WASHINGTON — Space hospitality company Orbite has unveiled a training program for potential space tourists, given them a taste of the spaceflight experience.
Orbite announced May 12 its “Astronaut Orientation” program designed to introduce prospective space tourists to spaceflight. The three-day, four-night program will mix classroom training with flights on high-performance and microgravity aircraft. It will also include a “space food lab tasting” with chef Alain Ducasse.
“It’s really, as we say, training people mentally, physically and spiritually for what is truly a bucket list experience,” Jason Andrews, co-founder of Orbite, said in an interview. Andrews, who previously established space companies such as BlackSky and Spaceflight, created Orbite in 2019 with French entrepreneur Nicholas Gaume.
That training is vital, he said, to ensure that people who pay several hundred thousand dollars for a suborbital flight or tens of millions of dollars for an orbital mission have a good experience.
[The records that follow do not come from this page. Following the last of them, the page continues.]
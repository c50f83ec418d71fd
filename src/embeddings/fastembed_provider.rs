use anyhow::{Context, Result};
use async_trait::async_trait;
use fastembed::{EmbeddingModel, InitOptions, TextEmbedding};
use std::sync::Arc;
use std::time::Instant;
use tracing::{info, warn};

use super::{EmbeddingProvider, HealthStatus};
use crate::config::EmbeddingsConfig;
use crate::metrics::{EMBEDDING_LATENCY, EMBEDDING_REQUESTS};

/// Local ONNX embedding model
pub struct FastEmbedProvider {
    model: Arc<TextEmbedding>,
    model_name: String,
    batch_size: usize,
}

impl FastEmbedProvider {
    /// Load the configured model. Blocks while weights are read or downloaded.
    pub fn new(config: &EmbeddingsConfig) -> Result<Self> {
        let model_type = Self::parse_model_name(&config.model);

        info!("Loading embedding model: {}", config.model);

        let mut options = InitOptions::new(model_type).with_show_download_progress(true);
        if let Some(cache_dir) = &config.cache_dir {
            options = options.with_cache_dir(cache_dir.clone());
        }

        let model = TextEmbedding::try_new(options)
            .with_context(|| format!("Failed to initialize embedding model: {}", config.model))?;

        info!("Embedding model loaded successfully");

        Ok(Self {
            model: Arc::new(model),
            model_name: config.model.clone(),
            batch_size: config.batch_size.max(1),
        })
    }

    fn parse_model_name(name: &str) -> EmbeddingModel {
        match name {
            "all-MiniLM-L6-v2" | "all-minilm-l6-v2" => EmbeddingModel::AllMiniLML6V2,
            "bge-small-en-v1.5" | "bge-small" | "BAAI/bge-small-en-v1.5" => {
                EmbeddingModel::BGESmallENV15
            }
            "bge-base-en-v1.5" | "bge-base" | "BAAI/bge-base-en-v1.5" => {
                EmbeddingModel::BGEBaseENV15
            }
            "nomic-embed-text-v1.5" | "nomic-embed-text" | "nomic-ai/nomic-embed-text-v1.5" => {
                EmbeddingModel::NomicEmbedTextV15
            }
            _ => {
                warn!("Unknown model '{}', falling back to bge-small-en-v1.5", name);
                EmbeddingModel::BGESmallENV15
            }
        }
    }

    fn model_dimension(model_name: &str) -> usize {
        match model_name {
            name if name.contains("bge-base") || name.contains("nomic") => 768,
            _ => 384,
        }
    }
}

#[async_trait]
impl EmbeddingProvider for FastEmbedProvider {
    async fn embed(&self, texts: &[String]) -> Result<Vec<Vec<f32>>> {
        if texts.is_empty() {
            return Ok(Vec::new());
        }

        EMBEDDING_REQUESTS.inc();
        let start = Instant::now();

        let model = self.model.clone();
        let texts = texts.to_vec();
        let batch_size = self.batch_size;

        let embeddings = tokio::task::spawn_blocking(move || {
            let mut embeddings = Vec::with_capacity(texts.len());
            for chunk in texts.chunks(batch_size) {
                let batch: Vec<&str> = chunk.iter().map(|s| s.as_str()).collect();
                let batch_embeddings = model
                    .embed(batch, None)
                    .context("Failed to generate embeddings")?;
                embeddings.extend(batch_embeddings);
            }
            Ok::<Vec<Vec<f32>>, anyhow::Error>(embeddings)
        })
        .await
        .context("FastEmbed processing task failed")??;

        EMBEDDING_LATENCY.observe(start.elapsed().as_secs_f64());
        Ok(embeddings)
    }

    fn embedding_dimension(&self) -> usize {
        Self::model_dimension(&self.model_name)
    }

    fn provider_name(&self) -> &'static str {
        "fastembed"
    }

    async fn health_check(&self) -> Result<HealthStatus> {
        match self.embed(&["health check".to_string()]).await {
            Ok(_) => Ok(HealthStatus::Healthy),
            Err(e) => Ok(HealthStatus::Unhealthy {
                error: e.to_string(),
            }),
        }
    }
}

#[cfg(test)]
mod tests {
    use super::*;

    #[test]
    fn test_parse_model_name() {
        assert!(matches!(
            FastEmbedProvider::parse_model_name("all-MiniLM-L6-v2"),
            EmbeddingModel::AllMiniLML6V2
        ));
        assert!(matches!(
            FastEmbedProvider::parse_model_name("BAAI/bge-base-en-v1.5"),
            EmbeddingModel::BGEBaseENV15
        ));
        assert!(matches!(
            FastEmbedProvider::parse_model_name("unknown-model"),
            EmbeddingModel::BGESmallENV15
        ));
    }

    #[test]
    fn test_model_dimension() {
        assert_eq!(FastEmbedProvider::model_dimension("bge-small-en-v1.5"), 384);
        assert_eq!(FastEmbedProvider::model_dimension("bge-base-en-v1.5"), 768);
        assert_eq!(FastEmbedProvider::model_dimension("nomic-embed-text-v1.5"), 768);
        assert_eq!(FastEmbedProvider::model_dimension("all-MiniLM-L6-v2"), 384);
    }

    #[tokio::test]
    #[ignore] // Requires model download
    async fn test_embed_query() {
        let config = EmbeddingsConfig {
            model: "all-MiniLM-L6-v2".to_string(),
            ..Default::default()
        };
        let provider = FastEmbedProvider::new(&config).unwrap();

        let embedding = provider.embed_query("parse configuration file").await.unwrap();
        assert_eq!(embedding.dims, 384);
    }
}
“The last thing you want to spend half a million dollars or more to go into space for 5 or 10 minutes and you’re so terrified that you just don’t remember it or you come back saying that was a bad idea,” he said. “The goal here is come and experience high-g and zero-g, and also we will give you mental and physical techniques to overcome those, so that it is positive, and that you can focus on maximizing the benefit of the experience.”
Orbite doesn’t have any formal relationships with companies planning suborbital or orbital tourism, which for now plan to do their own preflight training. However, Andrews said he sees the experience as one of the first steps in the sales process for those companies.
“We see ourselves as the top of the funnel,” he said. “People who are interested in space come to us and we educate them. We really serve almost as a guide in some cases: if this is what you like, maybe you should think about this type of experience. Then we would hand them off to Blue or Virgin or SpaceX.”
Orbite plans to offer the Astronaut Orientation program this August at a resort in France co-owned by Gaume, and again three times in November and December in Orlando, Florida. Prices begin at $29,500 per person.
Andrews said the program may attract people who are curious about space tourism, but may not have the means to buy a ticket just yet. “We believe while we’re there to train these future generations of astronauts, we’re also there to provide for those who may not be able to afford to go to space today,” he said. “This is as close as they may get.”
The Astronaut Orientation program is the first step toward the company’s long-term plans to establish a training complex for commercial spaceflight participants. Andrews said Orbite plans to announce more details about that complex, including where it will be built, later this year. He said the complex would open in phases in 2023 and 2024.
Andrews compared the long-simmering interest in private human spaceflight to the smallsat industry, which took off in the last decade after years of effort. “I think the same thing is happening in commercial human spaceflight,” he said. “I think the decade of the 2020s is the decade of the commercial human spaceflight revolution.”